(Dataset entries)
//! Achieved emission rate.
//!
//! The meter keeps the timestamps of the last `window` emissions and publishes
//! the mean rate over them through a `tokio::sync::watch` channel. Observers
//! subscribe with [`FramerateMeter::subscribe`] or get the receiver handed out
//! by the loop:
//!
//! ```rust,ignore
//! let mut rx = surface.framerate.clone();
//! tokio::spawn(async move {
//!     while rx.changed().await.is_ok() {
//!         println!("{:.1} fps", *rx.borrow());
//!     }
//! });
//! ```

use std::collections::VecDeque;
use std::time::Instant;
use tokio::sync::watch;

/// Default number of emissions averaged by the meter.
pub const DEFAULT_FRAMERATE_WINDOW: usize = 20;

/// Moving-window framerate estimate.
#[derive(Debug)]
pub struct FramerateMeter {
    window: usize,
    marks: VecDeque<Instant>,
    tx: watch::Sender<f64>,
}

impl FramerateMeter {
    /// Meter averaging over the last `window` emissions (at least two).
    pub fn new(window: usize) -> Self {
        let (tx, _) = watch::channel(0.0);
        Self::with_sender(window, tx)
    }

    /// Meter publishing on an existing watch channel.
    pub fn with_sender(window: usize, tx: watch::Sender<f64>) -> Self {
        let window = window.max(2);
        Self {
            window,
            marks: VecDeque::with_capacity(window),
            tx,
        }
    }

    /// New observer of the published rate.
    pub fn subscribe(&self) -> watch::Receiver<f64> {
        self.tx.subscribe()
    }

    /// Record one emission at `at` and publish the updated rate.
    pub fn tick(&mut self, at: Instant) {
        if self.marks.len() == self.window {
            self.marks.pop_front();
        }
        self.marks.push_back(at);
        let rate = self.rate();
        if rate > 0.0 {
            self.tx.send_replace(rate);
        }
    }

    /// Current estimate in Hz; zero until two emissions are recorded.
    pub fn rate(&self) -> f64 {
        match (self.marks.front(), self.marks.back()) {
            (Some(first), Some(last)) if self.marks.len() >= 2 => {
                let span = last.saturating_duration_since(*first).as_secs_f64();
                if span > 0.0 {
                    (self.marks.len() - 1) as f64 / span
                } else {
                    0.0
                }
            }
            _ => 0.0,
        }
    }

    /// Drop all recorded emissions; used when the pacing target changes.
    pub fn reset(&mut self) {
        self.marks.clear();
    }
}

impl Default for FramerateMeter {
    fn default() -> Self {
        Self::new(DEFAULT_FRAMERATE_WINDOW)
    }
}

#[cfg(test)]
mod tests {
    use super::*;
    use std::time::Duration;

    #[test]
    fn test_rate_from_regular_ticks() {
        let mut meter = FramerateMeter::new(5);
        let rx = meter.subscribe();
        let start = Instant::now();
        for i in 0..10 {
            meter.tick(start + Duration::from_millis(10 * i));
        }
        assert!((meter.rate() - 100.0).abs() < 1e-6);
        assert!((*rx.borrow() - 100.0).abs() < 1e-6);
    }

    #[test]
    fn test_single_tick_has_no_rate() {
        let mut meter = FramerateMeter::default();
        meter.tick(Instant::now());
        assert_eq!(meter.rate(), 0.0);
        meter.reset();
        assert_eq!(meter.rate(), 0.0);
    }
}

— WHAT IS REQUIRED —
Copy out the data above word for word, starting at its first line and ending with the line that contains "existing watch channel.".

— RESPONSE TO THIS TASK —
//! Achieved emission rate.
//!
//! The meter keeps the timestamps of the last `window` emissions and publishes
//! the mean rate over them through a `tokio::sync::watch` channel. Observers
//! subscribe with [`FramerateMeter::subscribe`] or get the receiver handed out
//! by the loop:
//!
//! ```rust,ignore
//! let mut rx = surface.framerate.clone();
//! tokio::spawn(async move {
//!     while rx.changed().await.is_ok() {
//!         println!("{:.1} fps", *rx.borrow());
//!     }
//! });
//! ```

use std::collections::VecDeque;
use std::time::Instant;
use tokio::sync::watch;

/// Default number of emissions averaged by the meter.
pub const DEFAULT_FRAMERATE_WINDOW: usize = 20;

/// Moving-window framerate estimate.
#[derive(Debug)]
pub struct FramerateMeter {
    window: usize,
    marks: VecDeque<Instant>,
    tx: watch::Sender<f64>,
}

impl FramerateMeter {
    /// Meter averaging over the last `window` emissions (at least two).
    pub fn new(window: usize) -> Self {
        let (tx, _) = watch::channel(0.0);
        Self::with_sender(window, tx)
    }

    /// Meter publishing on an existing watch channel.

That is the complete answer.